(Records to process)
//! Memory accounting
//!
//! Per-type byte counters fed by every keyspace mutation.

use std::collections::BTreeMap;
use std::sync::atomic::{AtomicU64, Ordering};

use super::ObjectType;

/// Live per-type memory counters
///
/// ## Concurrency:
/// - One atomic per type tag, updated lock-free from any shard
/// - The aggregate is never stored; it is summed from the per-type values
///   on every read, so it cannot drift from them
pub struct MemoryAccounting {
    by_type: [AtomicU64; ObjectType::COUNT],
}

/// Point-in-time copy of the counters
#[derive(Debug, Clone, Default, PartialEq, Eq)]
pub struct MemoryCounters {
    /// Bytes per type tag (every tag present, zero included)
    pub by_type: BTreeMap<ObjectType, u64>,

    /// Sum of all per-type counts
    pub total: u64,
}

impl MemoryCounters {
    /// Bytes charged to one type
    pub fn get(&self, object_type: ObjectType) -> u64 {
        self.by_type.get(&object_type).copied().unwrap_or(0)
    }

    /// Types with a non-zero count, in counter order
    pub fn non_zero(&self) -> impl Iterator<Item = (ObjectType, u64)> + '_ {
        self.by_type
            .iter()
            .filter(|(_, bytes)| **bytes > 0)
            .map(|(t, bytes)| (*t, *bytes))
    }
}

impl MemoryAccounting {
    /// Create a zeroed set of counters
    pub fn new() -> Self {
        Self {
            by_type: Default::default(),
        }
    }

    /// Charge `size` bytes to `object_type`
    pub fn on_insert(&self, object_type: ObjectType, size: u64) {
        if size == 0 {
            return;
        }
        self.by_type[object_type as usize].fetch_add(size, Ordering::Relaxed);
    }

    /// Release `size` bytes from `object_type`
    ///
    /// Saturates at zero. An underflow means a caller released more than it
    /// charged and is logged rather than wrapping.
    pub fn on_remove(&self, object_type: ObjectType, size: u64) {
        if size == 0 {
            return;
        }
        let counter = &self.by_type[object_type as usize];
        let result = counter.fetch_update(Ordering::Relaxed, Ordering::Relaxed, |current| {
            Some(current.saturating_sub(size))
        });
        if let Ok(previous) = result {
            if previous < size {
                tracing::warn!(
                    object_type = %object_type,
                    previous,
                    size,
                    "Memory counter underflow, clamped to zero"
                );
            }
        }
    }

    /// Adjust a counter from `before` bytes to `after` bytes
    pub fn on_resize(&self, object_type: ObjectType, before: u64, after: u64) {
        if after > before {
            self.on_insert(object_type, after - before);
        } else {
            self.on_remove(object_type, before - after);
        }
    }

    /// Read all counters
    pub fn snapshot_counters(&self) -> MemoryCounters {
        let mut by_type = BTreeMap::new();
        let mut total = 0;
        for object_type in ObjectType::ALL {
            let bytes = self.by_type[object_type as usize].load(Ordering::Relaxed);
            total += bytes;
            by_type.insert(object_type, bytes);
        }
        MemoryCounters { by_type, total }
    }

    /// Aggregate bytes across all types
    pub fn total(&self) -> u64 {
        self.snapshot_counters().total
    }
}

impl Default for MemoryAccounting {
    fn default() -> Self {
        Self::new()
    }
}
//! Error types for EmberKV
//!
//! Provides a unified error type for all operations.

use thiserror::Error;

/// Result type alias using EmberError
pub type Result<T> = std::result::Result<T, EmberError>;

/// Unified error type for EmberKV operations
#[derive(Debug, Error)]
pub enum EmberError {
    // -------------------------------------------------------------------------
    // I/O Errors
    // -------------------------------------------------------------------------
    #[error("IO error: {0}")]
    Io(#[from] std::io::Error),

    // -------------------------------------------------------------------------
    // Snapshot Errors
    // -------------------------------------------------------------------------
    #[error("Path escapes base directory: {0}")]
    PathEscape(String),

    #[error("Another save is already in progress")]
    Busy,

    #[error("Snapshot codec error: {0}")]
    Codec(String),

    #[error("No snapshot file matches pattern: {0}")]
    MainFileMissing(String),

    #[error("Multiple snapshot files match pattern {pattern}: {candidates:?}")]
    MainFileAmbiguous {
        pattern: String,
        candidates: Vec<String>,
    },

    #[error("Dataset is loading")]
    Loading,

    // -------------------------------------------------------------------------
    // Storage Errors
    // -------------------------------------------------------------------------
    #[error("Storage error: {0}")]
    Storage(String),

    #[error("Object not found: {0}")]
    NotFound(String),

    // -------------------------------------------------------------------------
    // Keyspace Errors
    // -------------------------------------------------------------------------
    #[error("Operation against a key holding the wrong kind of value")]
    WrongType,

    #[error("Database index out of range: {0}")]
    InvalidDb(usize),

    // -------------------------------------------------------------------------
    // Scheduling Errors
    // -------------------------------------------------------------------------
    #[error("Invalid cron expression '{expr}': {reason}")]
    InvalidCron { expr: String, reason: String },

    // -------------------------------------------------------------------------
    // Protocol Errors
    // -------------------------------------------------------------------------
    #[error("Protocol error: {0}")]
    Protocol(String),

    // -------------------------------------------------------------------------
    // Configuration Errors
    // -------------------------------------------------------------------------
    #[error("Configuration error: {0}")]
    Config(String),
}

impl EmberError {
    /// Build a codec error from any displayable cause
    pub(crate) fn codec(context: &str, cause: impl std::fmt::Display) -> Self {
        EmberError::Codec(format!("{}: {}", context, cause))
    }
}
(End Records to process)
What is required: Print each entry above word for word, leaving none out.

Result of this task:
//! Memory accounting
//!
//! Per-type byte counters fed by every keyspace mutation.

use std::collections::BTreeMap;
use std::sync::atomic::{AtomicU64, Ordering};

use super::ObjectType;

/// Live per-type memory counters
///
/// ## Concurrency:
/// - One atomic per type tag, updated lock-free from any shard
/// - The aggregate is never stored; it is summed from the per-type values
///   on every read, so it cannot drift from them
pub struct MemoryAccounting {
    by_type: [AtomicU64; ObjectType::COUNT],
}

/// Point-in-time copy of the counters
#[derive(Debug, Clone, Default, PartialEq, Eq)]
pub struct MemoryCounters {
    /// Bytes per type tag (every tag present, zero included)
    pub by_type: BTreeMap<ObjectType, u64>,

    /// Sum of all per-type counts
    pub total: u64,
}

impl MemoryCounters {
    /// Bytes charged to one type
    pub fn get(&self, object_type: ObjectType) -> u64 {
        self.by_type.get(&object_type).copied().unwrap_or(0)
    }

    /// Types with a non-zero count, in counter order
    pub fn non_zero(&self) -> impl Iterator<Item = (ObjectType, u64)> + '_ {
        self.by_type
            .iter()
            .filter(|(_, bytes)| **bytes > 0)
            .map(|(t, bytes)| (*t, *bytes))
    }
}

impl MemoryAccounting {
    /// Create a zeroed set of counters
    pub fn new() -> Self {
        Self {
            by_type: Default::default(),
        }
    }

    /// Charge `size` bytes to `object_type`
    pub fn on_insert(&self, object_type: ObjectType, size: u64) {
        if size == 0 {
            return;
        }
        self.by_type[object_type as usize].fetch_add(size, Ordering::Relaxed);
    }

    /// Release `size` bytes from `object_type`
    ///
    /// Saturates at zero. An underflow means a caller released more than it
    /// charged and is logged rather than wrapping.
    pub fn on_remove(&self, object_type: ObjectType, size: u64) {
        if size == 0 {
            return;
        }
        let counter = &self.by_type[object_type as usize];
        let result = counter.fetch_update(Ordering::Relaxed, Ordering::Relaxed, |current| {
            Some(current.saturating_sub(size))
        });
        if let Ok(previous) = result {
            if previous < size {
                tracing::warn!(
                    object_type = %object_type,
                    previous,
                    size,
                    "Memory counter underflow, clamped to zero"
                );
            }
        }
    }

    /// Adjust a counter from `before` bytes to `after` bytes
    pub fn on_resize(&self, object_type: ObjectType, before: u64, after: u64) {
        if after > before {
            self.on_insert(object_type, after - before);
        } else {
            self.on_remove(object_type, before - after);
        }
    }

    /// Read all counters
    pub fn snapshot_counters(&self) -> MemoryCounters {
        let mut by_type = BTreeMap::new();
        let mut total = 0;
        for object_type in ObjectType::ALL {
            let bytes = self.by_type[object_type as usize].load(Ordering::Relaxed);
            total += bytes;
            by_type.insert(object_type, bytes);
        }
        MemoryCounters { by_type, total }
    }

    /// Aggregate bytes across all types
    pub fn total(&self) -> u64 {
        self.snapshot_counters().total
    }
}

impl Default for MemoryAccounting {
    fn default() -> Self {
        Self::new()
    }
}
//! Error types for EmberKV
//!
//! Provides a unified error type for all operations.

use thiserror::Error;

/// Result type alias using EmberError
pub type Result<T> = std::result::Result<T, EmberError>;

/// Unified error type for EmberKV operations
#[derive(Debug, Error)]
pub enum EmberError {
    // -------------------------------------------------------------------------
    // I/O Errors
    // -------------------------------------------------------------------------
    #[error("IO error: {0}")]
    Io(#[from] std::io::Error),

    // -------------------------------------------------------------------------
    // Snapshot Errors
    // -------------------------------------------------------------------------
    #[error("Path escapes base directory: {0}")]
    PathEscape(String),

    #[error("Another save is already in progress")]
    Busy,

    #[error("Snapshot codec error: {0}")]
    Codec(String),

    #[error("No snapshot file matches pattern: {0}")]
    MainFileMissing(String),

    #[error("Multiple snapshot files match pattern {pattern}: {candidates:?}")]
    MainFileAmbiguous {
        pattern: String,
        candidates: Vec<String>,
    },

    #[error("Dataset is loading")]
    Loading,

    // -------------------------------------------------------------------------
    // Storage Errors
    // -------------------------------------------------------------------------
    #[error("Storage error: {0}")]
    Storage(String),

    #[error("Object not found: {0}")]
    NotFound(String),

    // -------------------------------------------------------------------------
    // Keyspace Errors
    // -------------------------------------------------------------------------
    #[error("Operation against a key holding the wrong kind of value")]
    WrongType,

    #[error("Database index out of range: {0}")]
    InvalidDb(usize),

    // -------------------------------------------------------------------------
    // Scheduling Errors
    // -------------------------------------------------------------------------
    #[error("Invalid cron expression '{expr}': {reason}")]
    InvalidCron { expr: String, reason: String },

    // -------------------------------------------------------------------------
    // Protocol Errors
    // -------------------------------------------------------------------------
    #[error("Protocol error: {0}")]
    Protocol(String),

    // -------------------------------------------------------------------------
    // Configuration Errors
    // -------------------------------------------------------------------------
    #[error("Configuration error: {0}")]
    Config(String),
}

impl EmberError {
    /// Build a codec error from any displayable cause
    pub(crate) fn codec(context: &str, cause: impl std::fmt::Display) -> Self {
        EmberError::Codec(format!("{}: {}", context, cause))
    }
}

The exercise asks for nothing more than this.